I know...its not quite got the same urgency as Civil Rights or Equal Rights.... but still...
How many times have I heard critics, academics, curators, collectors, dealers and yes.... even artists, for God’s sakes, publically trotting out their ignorant and insufferable belief that working in certain media is somehow lesser than another.
SHAME ON YOU!!!!!
Critics, academics, curators, collectors and dealers: get a clue. Mediums are media. They mediate. They are the thing that’s in between the artist and the work of art...you know, the thing that really matters? Why care if the substance is glass, ceramics, oil paint, paper, poop or bubble gum? Isn’t the entire point what’s being done with it?
I have heard that glass is a ghetto. That craft is a ghetto. I was once uninvited from a speaking gig because the painting department head heard I worked in glass (she never even bothered to look at the work)!
Is it a ghetto? Well, if we insist on making it one, I suppose so.

Here is the issue that this prejudice is based on, as I understand it: “Craft is based on technique and materials rather than intellect”. OK, so I have to ask: and that’s bad and wrong why exactly? Wait—I’ll pretend to be one of these people and answer that myself:
1. Body dysmorphia: In setting up Art versus Craft as a dichotomy of mind versus body, or brawn versus brain, the body is going to be the loser because its seen as stupid, and often disgusting. Bodies are messy and make embarrassing demands. Then they die.
2. False Idol Worship: In setting up Art versus Craft as a dichotomy of materials versus concepts the material will lose because its, well...materialistic.

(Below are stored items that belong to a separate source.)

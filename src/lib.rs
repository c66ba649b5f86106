//! Open-tabs strip for a single-page application shell.
//!
//! Every completed navigation opens or re-selects a tab keyed by its route;
//! closing a tab evicts its cached view and selects a neighbour; the strip
//! shows as many tabs as fit the available width and collapses the rest into
//! an overflow menu.
//!
//! ## Module layout
//!
//! - [`layout`]: pure width-fitting calculation.
//! - [`tab`]: tab data model and the [`tab::TabRegistry`] state machine.
//! - [`traits`]: boundary traits the host implements (router, view cache,
//!   title, layout).
//! - [`strip`]: [`strip::TabStrip`], the event handler tying a registry to a host.
//! - [`host`]: an in-memory host that records boundary calls.
//! - [`replay`]: YAML event scripts replayed against a strip.

pub mod cli;
pub mod debug;
pub mod host;
pub mod layout;
pub mod replay;
pub mod strip;
pub mod tab;
pub mod traits;

pub use layout::{LayoutInput, LayoutMetrics, LayoutResult, compute_layout};
pub use strip::{ShellEvent, StripSnapshot, TabStrip, TabStripAction};
pub use tab::{Placement, RouteEvent, Tab, TabRegistry, TabState};
pub use traits::{HostLayout, Navigator, ShellHost, TitleSink, ViewCache};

Material seems fetishistic; overly commodifiable and it reminds us we are greedy and using up our natural resources. Concepts don’t have that problem. They are lofty and ethereal and make us look immortal and morally righteous.
2A. More False Idol Worship: In committing one’s work to a singular branch of material knowledge (i.e. being a “glass artist” or a “clay artist” etc) one is deliberately and willfully elevating material above all else at the expense of more profound content. It is a form of misguided monomania because it is believed that the materials should fit the idea and not vice versa.
3. Class Issues: In setting up Art versus Craft as a dichotomy between process and technique versus analysis and discourse, process and technique will lose because virtuosity is seen as showing off and as a performance rather than a philosophy... Skill and labor remind us a little too much of.... slavery...either in the standard sense of horrific exploitation of others or in the sense of slavish devotion—unhealthy obsession.
4. For Artists Only: there’s more money and clout in being called an artist than a craftsperson or “glass artist” or “oven mitt maker” or whatever. See above for the reasons why.

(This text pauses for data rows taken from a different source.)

//! Command-line interface for route-tabs.
//!
//! - `layout` prints the layout computed for a host width and tab count
//! - `replay` runs a YAML event script and prints the resulting strip

use crate::layout::{LayoutMetrics, compute_layout};
use crate::replay::{ReplayScript, replay};
use anyhow::Result;
use clap::{Parser, Subcommand};
use route_tabs_config::{Config, LogLevel};
use std::path::{Path, PathBuf};

/// route-tabs - open-tabs strip state machine and overflow layout
#[derive(Parser, Debug)]
#[command(name = "route-tabs")]
#[command(author, version, about, long_about = None)]
pub struct Cli {
    #[command(subcommand)]
    pub command: Commands,

    /// Config file to use instead of ~/.config/route-tabs/config.yaml
    #[arg(long, global = true, value_name = "PATH")]
    pub config: Option<PathBuf>,

    /// Log level (off, error, warn, info, debug, trace)
    #[arg(long, global = true, value_name = "LEVEL")]
    pub log_level: Option<LogLevel>,
}

#[derive(Subcommand, Debug)]
pub enum Commands {
    /// Compute how many tabs fit at a given host width
    Layout {
        /// Host viewport width in pixels
        #[arg(long, allow_negative_numbers = true)]
        host_width: i32,

        /// Number of open tabs
        #[arg(long, default_value_t = 0)]
        tabs: usize,

        /// Sidebar width (defaults to the configured width)
        #[arg(long)]
        sidebar_width: Option<i32>,
    },
    /// Replay a YAML script of shell events
    Replay {
        /// Script file
        script: PathBuf,

        /// Host width at startup (overrides the script)
        #[arg(long)]
        host_width: Option<i32>,

        /// Print the final state as JSON
        #[arg(long)]
        json: bool,
    },
}

/// Run a parsed command line
pub fn run(cli: Cli) -> Result<()> {
    let config = load_config(cli.config.as_deref())?;
    crate::debug::init_log_bridge(cli.log_level, config.log_level);
    log::debug!("Running {:?}", cli.command);

    match cli.command {
        Commands::Layout {
            host_width,
            tabs,
            sidebar_width,
        } => {
            print_layout(&config, host_width, tabs, sidebar_width);
            Ok(())
        }
        Commands::Replay {
            script,
            host_width,
            json,
        } => {
            let script = ReplayScript::load(&script)?;
            let report = replay(&script, &config, host_width);
            if json {
                println!("{}", serde_json::to_string_pretty(&report)?);
            } else {
                print!("{report}");
            }
            Ok(())
        }
    }
}

/// Explicit path, else the default path if it exists, else built-in defaults
fn load_config(path: Option<&Path>) -> Result<Config> {
    match path {
        Some(path) => Config::load_from(path),
        None => {
            let default_path = Config::config_path();
            if default_path.exists() {
                Config::load_from(&default_path)
            } else {
                Ok(Config::default())
            }
        }
    }
}

fn print_layout(config: &Config, host_width: i32, tabs: usize, sidebar_width: Option<i32>) {
    let metrics = LayoutMetrics::from(config);
    let sidebar_width = sidebar_width.unwrap_or(config.sidebar_width);
    let result = compute_layout(&metrics.input(host_width, sidebar_width, tabs));

    println!("host width:       {host_width}px");
    println!("sidebar width:    {sidebar_width}px");
    println!("container width:  {}px", result.reported_container_width_px);
    println!(
        "tab area width:   {}px",
        result
            .reported_container_width_px
            .saturating_sub(metrics.overflow_control_width)
    );
    println!("visible tabs:     {} of {}", result.max_visible_count, tabs);
    println!("overflowing:      {}", result.max_visible_count < tabs);
    if result.is_undersized() {
        println!("warning: viewport is narrower than the surrounding chrome");
    }
}

#[cfg(test)]
mod tests {
    use super::*;
    use clap::CommandFactory;

    #[test]
    fn cli_definition_is_valid() {
        Cli::command().debug_assert();
    }

    #[test]
    fn parses_layout_command() {
        let cli = Cli::try_parse_from([
            "route-tabs",
            "layout",
            "--host-width",
            "700",
            "--tabs",
            "5",
            "--log-level",
            "debug",
        ])
        .unwrap();
        assert_eq!(cli.log_level, Some(LogLevel::Debug));
        assert!(matches!(
            cli.command,
            Commands::Layout {
                host_width: 700,
                tabs: 5,
                sidebar_width: None
            }
        ));
    }

    #[test]
    fn parses_replay_command() {
        let cli =
            Cli::try_parse_from(["route-tabs", "replay", "session.yaml", "--json"]).unwrap();
        match cli.command {
            Commands::Replay { script, json, .. } => {
                assert_eq!(script, PathBuf::from("session.yaml"));
                assert!(json);
            }
            other => panic!("unexpected command {other:?}"),
        }
    }

    #[test]
    fn run_fails_on_missing_config_file() {
        let dir = tempfile::TempDir::new().unwrap();
        let config = dir.path().join("absent.yaml");
        let cli = Cli::try_parse_from([
            "route-tabs",
            "--config",
            config.to_str().unwrap(),
            "layout",
            "--host-width",
            "1200",
        ])
        .unwrap();

        assert!(run(cli).is_err());
    }

    #[test]
    fn run_fails_on_missing_script_and_succeeds_on_valid_one() {
        let dir = tempfile::TempDir::new().unwrap();
        let config = dir.path().join("config.yaml");
        Config::default().save_to(&config).unwrap();
        let script = dir.path().join("session.yaml");

        let replay_cli = || {
            Cli::try_parse_from([
                "route-tabs",
                "--config",
                config.to_str().unwrap(),
                "replay",
                script.to_str().unwrap(),
            ])
            .unwrap()
        };

        let err = run(replay_cli()).unwrap_err();
        assert!(err.to_string().contains("session.yaml"));

        std::fs::write(
            &script,
            "events:\n  - event: route_changed\n    title: Home\n    url: /home\n",
        )
        .unwrap();
        assert!(run(replay_cli()).is_ok());
    }

    #[test]
    fn layout_command_accepts_extreme_host_width() {
        let cli = Cli::try_parse_from([
            "route-tabs",
            "layout",
            "--host-width",
            "-2147483648",
            "--tabs",
            "3",
        ])
        .unwrap();
        assert!(matches!(
            cli.command,
            Commands::Layout {
                host_width: i32::MIN,
                ..
            }
        ));
        print_layout(&Config::default(), i32::MIN, 3, None);
    }

    #[test]
    fn rejects_unknown_log_level() {
        assert!(
            Cli::try_parse_from([
                "route-tabs",
                "layout",
                "--host-width",
                "1",
                "--log-level",
                "loud"
            ])
            .is_err()
        );
    }
}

But........what's going on here?..............is this stuff true? NO!!!!!!!!...........wait for it......!!!...........These are all false dichotomies. Duh. We need to unify mind/body not banish them from one another. We need material and concept to cohere, not collapse. We need technique and analysis to be a dialectic, not a fight.
Marriage, peeps, not divorce. Stop gnawing your arms off trying to get away from what scares you cuz it ain’t going away!!!!! Deskill ALL YOU WANT; all it means is more outsourcing. Not to mention the loss of a BODY of knowledge that is irreplaceable and priceless.

A special word to artists working in craft media who insist on supporting these prejudices. THAT’S BAD!!!!!!!!!! STOP IT!!!!!! Have some effing pride for goodness sakes!
Militant Ornametnalists, unite! And don’t cow to these harmful and ignorant beliefs. Stand up for the gloriousness of your chosen profession and be happy and secure in the knowledge that devotion to materials and process are just as righteous a path to enlightenment as anything else. Just because monomaniacal devotion is out of fashion doesn’t mean you should apologize—if anything monomaniacal devotion is one of the surest paths to discovery, originality, and deep spiritual truths. And god help us if those are out of fashion.

As Louis Pasteur once famously said*: “There’s no such thing as applied science and pure science, just good science and bad science” So, if we must dispatch with stuff, can it just be the crap in any medium instead of, oh, say the whole category known as “Craft” or “Glass art”?
Can’t we all just get along?
*Actually, supposedly he didn’t really say this. Too bad, cuz it’s an awesome quote.

16 comments:

samanthahookway said...

Hear Here!

Lani said...

Militant Ornametnalists, unite! You have nothing to lose but your SpellCheck!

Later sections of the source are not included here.